Faith is our only light.
Therefore we must begin our ascent to God
with minds and souls emptied
of whatever images, whatever ideas of him
have come through our senses.
The light of faith
does not improve our human intellect;
it overwhelms it.
--St. John of the Cross

"Be still and know I am GOD. I will be exalted among the heathen. I will be exalted in the Earth."--Psalm 46:10

"I still believe, in spite of everything, that people are really good inside."--Anne Frank

"With this faith we will be able to hew out of the mountain of despair a stone of hope."--Dr. Martin Luther King, Jr.

"I was standing on the highest mountain of them all, and round about beneath me was the whole hoop of the world. And while I stood there I saw more than I can tell and I understood more than I saw; for I was seeing in a sacred manner the shapes of all things in the spirit, and the shape of all shapes as they must live together like one being. And I saw that the sacred hoop of my people was one of many hoops that made one circle, wide as daylight and as starlight, and in the center grew one mighty flowering tree to shelter all children of one mother and one father. And I saw that it was holy...but anywhere is the center of the world."--Black Elk

"God himself culminates in the present moment, and will never be more divine in the lapse of all the ages."--Henry David Thoreau

When I was a kid I used to mix up Albert Schweitzer and Albert Einstein. Both smart men, both men who contributed greatly to the collective consciousness. But I don't think that is why I mixed them up. I think it was that both of their names violated the "i before e rule" and I was a competitive speller--and they both had bushy white hair in the pictures I saw as a child. It wasn't because they were both Albert. Later I became a great admirer of Schweitzer because of his amazing commitment to being of service. Later I found the following quote that explains the underlying idea that reached out and touched me when I was a small girl,

"Example is not the main thing in influencing others, it is the only thing."--Albert Schweitzer.

Clearly, today we are a nation that will require of each one of us that we be of service in getting through recent events. Schweitzer also said "I don't know what your destiny will be, but one thing I do know, those among you who will be happy will be those who have sought and found how to serve."

As we look around for ways that we can help those who seem so far away, let us not forget these words of two of our former U.S. presidents, "My faith demands--this is not optional--my faith demands that I do whatever I can, wherever I can, whenever I can, for as long as I can with whatever I have to try to make a difference."--Jimmy Carter. And Abraham Lincoln said the same thing in another way: "I do the very best I know how--the very best I can; and I mean to keep on doing so until the end."
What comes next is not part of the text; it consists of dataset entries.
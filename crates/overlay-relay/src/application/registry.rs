//! Subscription registry: the set of live sessions.
//!
//! The registry mutex protects membership bookkeeping only.  It is never held
//! across a send, a receive, an encode, or an `.await`:
//!
//! - [`Registry::add`] / [`Registry::remove`] touch the map and nothing else.
//! - [`Registry::snapshot_into`] copies `Arc`s of the matching sessions into a
//!   caller-owned buffer and releases the lock before the caller does any I/O.
//! - [`Registry::close_all`] collects the sessions first and removes them one
//!   at a time afterwards.  It also closes the registry: a session that
//!   finishes its handshake after shutdown began is refused by
//!   [`Registry::add`].
//!
//! `parking_lot::Mutex` is used because the critical sections are tiny and
//! never span an await point, and because it cannot be poisoned.

use std::collections::HashMap;
use std::sync::atomic::{AtomicBool, Ordering};
use std::sync::Arc;

use overlay_core::EventCategory;
use parking_lot::Mutex;
use thiserror::Error;
use tracing::info;
use uuid::Uuid;

use crate::application::session::Session;

/// Returned by [`Registry::add`] once [`Registry::close_all`] has run.
#[derive(Debug, Clone, Copy, PartialEq, Eq, Error)]
#[error("relay is shutting down; session refused")]
pub struct RegistryClosed;

/// Thread-safe set of active sessions keyed by session id.
#[derive(Debug, Default)]
pub struct Registry {
    sessions: Mutex<HashMap<Uuid, Arc<Session>>>,
    /// Only written with `sessions` locked.
    closed: AtomicBool,
}

impl Registry {
    pub fn new() -> Self {
        Self::default()
    }

    /// Inserts a session and returns the new total.
    ///
    /// # Errors
    ///
    /// Returns [`RegistryClosed`] after [`Registry::close_all`]; the session
    /// is not inserted.
    pub fn add(&self, session: Arc<Session>) -> Result<usize, RegistryClosed> {
        let (id, peer) = (session.id(), session.peer());
        let total = {
            let mut sessions = self.sessions.lock();
            if self.closed.load(Ordering::Relaxed) {
                return Err(RegistryClosed);
            }
            sessions.insert(id, session);
            sessions.len()
        };
        info!("subscriber {id} connected from {peer}; {total} connected");
        Ok(total)
    }

    /// Strikes a session from the registry and cancels both of its loops.
    ///
    /// Idempotent: only the first caller to move the session out of `Open`
    /// does any work or logs anything.  Returns `true` for that caller.
    pub fn remove(&self, session: &Session) -> bool {
        if !session.begin_close() {
            return false;
        }
        session.cancel();

        let remaining = {
            let mut sessions = self.sessions.lock();
            sessions.remove(&session.id());
            sessions.len()
        };
        session.mark_removed();

        info!(
            "subscriber {} ({}) disconnected; {remaining} connected",
            session.id(),
            session.peer()
        );
        true
    }

    /// Replaces the contents of `out` with every session subscribed to
    /// `category`.
    ///
    /// `out` is reserved to the full registry size so a reused buffer stops
    /// allocating once it has grown to the peak subscriber count.  The result
    /// is a point-in-time view: sessions added afterwards are missing, and
    /// sessions removed afterwards are still present and must tolerate a
    /// failed delivery.
    pub fn snapshot_into(&self, category: EventCategory, out: &mut Vec<Arc<Session>>) {
        out.clear();
        let sessions = self.sessions.lock();
        out.reserve(sessions.len());
        out.extend(
            sessions
                .values()
                .filter(|s| s.is_subscribed(category))
                .cloned(),
        );
    }

    /// Number of sessions subscribed to `category`.
    pub fn subscriber_count(&self, category: EventCategory) -> usize {
        self.sessions
            .lock()
            .values()
            .filter(|s| s.is_subscribed(category))
            .count()
    }

    pub fn len(&self) -> usize {
        self.sessions.lock().len()
    }

    pub fn is_empty(&self) -> bool {
        self.len() == 0
    }

    /// Forces every session through `Closing → Removed` and refuses new
    /// ones from now on.  Returns how many were closed by this call.
    pub fn close_all(&self) -> usize {
        let all: Vec<Arc<Session>> = {
            let sessions = self.sessions.lock();
            self.closed.store(true, Ordering::Relaxed);
            sessions.values().cloned().collect()
        };
        all.iter().filter(|s| self.remove(s)).count()
    }

}

// ── Tests ─────────────────────────────────────────────────────────────────────

#[cfg(test)]
mod tests {
    use super::*;
    use crate::application::session::SessionState;

    fn open_session() -> Arc<Session> {
        let (session, _rx) = Session::new("127.0.0.1:40000".parse().unwrap(), 8);
        session
    }

    #[test]
    fn test_add_and_len() {
        let registry = Registry::new();
        assert!(registry.is_empty());

        assert_eq!(registry.add(open_session()), Ok(1));
        assert_eq!(registry.add(open_session()), Ok(2));
        assert_eq!(registry.len(), 2);
    }

    #[test]
    fn test_remove_is_idempotent() {
        // Arrange
        let registry = Registry::new();
        let session = open_session();
        registry.add(Arc::clone(&session)).unwrap();

        // Act
        let first = registry.remove(&session);
        let second = registry.remove(&session);

        // Assert
        assert!(first);
        assert!(!second);
        assert!(registry.is_empty());
        assert_eq!(session.state(), SessionState::Removed);
        assert!(session.cancellation().is_cancelled());
    }

    #[test]
    fn test_remove_from_many_threads_wins_once() {
        let registry = Arc::new(Registry::new());
        let session = open_session();
        registry.add(Arc::clone(&session)).unwrap();

        let handles: Vec<_> = (0..8)
            .map(|_| {
                let registry = Arc::clone(&registry);
                let session = Arc::clone(&session);
                std::thread::spawn(move || registry.remove(&session))
            })
            .collect();
        let winners = handles
            .into_iter()
            .map(|h| h.join().unwrap())
            .filter(|won| *won)
            .count();

        assert_eq!(winners, 1);
        assert!(registry.is_empty());
    }

    #[test]
    fn test_snapshot_filters_by_category() {
        // Arrange
        let registry = Registry::new();
        let keyboard = open_session();
        keyboard.subscribe(EventCategory::KEYBOARD);
        let mouse = open_session();
        mouse.subscribe(EventCategory::MOUSE_BUTTONS);
        let both = open_session();
        both.subscribe(EventCategory::KEYBOARD | EventCategory::MOUSE_BUTTONS);
        let idle = open_session();
        for s in [&keyboard, &mouse, &both, &idle] {
            registry.add(Arc::clone(s)).unwrap();
        }

        // Act
        let mut out = Vec::new();
        registry.snapshot_into(EventCategory::KEYBOARD, &mut out);

        // Assert
        let mut ids: Vec<Uuid> = out.iter().map(|s| s.id()).collect();
        ids.sort();
        let mut expected = vec![keyboard.id(), both.id()];
        expected.sort();
        assert_eq!(ids, expected);
    }

    #[test]
    fn test_snapshot_reuses_buffer() {
        let registry = Registry::new();
        for _ in 0..4 {
            let s = open_session();
            s.subscribe(EventCategory::DEVICES);
            registry.add(s).unwrap();
        }

        let mut out = Vec::new();
        registry.snapshot_into(EventCategory::DEVICES, &mut out);
        let capacity = out.capacity();
        registry.snapshot_into(EventCategory::KEYBOARD, &mut out);

        assert!(out.is_empty());
        assert_eq!(out.capacity(), capacity);
    }

    #[test]
    fn test_snapshot_is_point_in_time() {
        let registry = Registry::new();
        let early = open_session();
        early.subscribe(EventCategory::KEYBOARD);
        registry.add(Arc::clone(&early)).unwrap();

        let mut out = Vec::new();
        registry.snapshot_into(EventCategory::KEYBOARD, &mut out);

        let late = open_session();
        late.subscribe(EventCategory::KEYBOARD);
        registry.add(late).unwrap();
        registry.remove(&early);

        assert_eq!(out.len(), 1);
        assert_eq!(out[0].id(), early.id());
    }

    #[test]
    fn test_subscriber_count() {
        let registry = Registry::new();
        let s = open_session();
        registry.add(Arc::clone(&s)).unwrap();
        assert_eq!(registry.subscriber_count(EventCategory::KEYBOARD), 0);

        s.subscribe(EventCategory::KEYBOARD);
        assert_eq!(registry.subscriber_count(EventCategory::KEYBOARD), 1);
    }

    #[test]
    fn test_close_all_removes_everything_once() {
        let registry = Registry::new();
        let sessions: Vec<_> = (0..3).map(|_| open_session()).collect();
        for s in &sessions {
            registry.add(Arc::clone(s)).unwrap();
        }
        registry.remove(&sessions[0]);

        assert_eq!(registry.close_all(), 2);
        assert!(registry.is_empty());
        assert!(sessions.iter().all(|s| s.state() == SessionState::Removed));
    }

    #[test]
    fn test_add_after_close_all_is_refused() {
        // Arrange
        let registry = Registry::new();
        registry.add(open_session()).unwrap();
        registry.close_all();

        // Act
        let late = open_session();
        let result = registry.add(Arc::clone(&late));

        // Assert
        assert_eq!(result, Err(RegistryClosed));
        assert!(registry.is_empty());
        assert_eq!(late.state(), SessionState::Open);
    }
}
We have the say of how this thing turns out, and one of the primary ways that we can express this is through loving service to one another and to the very world itself. We are not alone in this tragedy and I would suggest that we remember that we might give up the isolationist view and notice that there is tragedy all around us that needs to be alleviated. We cannot put our heads into the sand and forget the suffering of the rest of the world. Just as after a massive earthquake here in California, a Hurricane in the tropics, a tornado or a flood, we have to return to our sense of groundedness and safety. We have to trust our homes and the earth on which we live again. I suggest to each of you that in seeing to the feelings of safety and belonging of one another we regain those same securities within ourselves. The world joins us in our suffering but it will be ours to see and choose to come out of this experience conscious of our co-creative abilities.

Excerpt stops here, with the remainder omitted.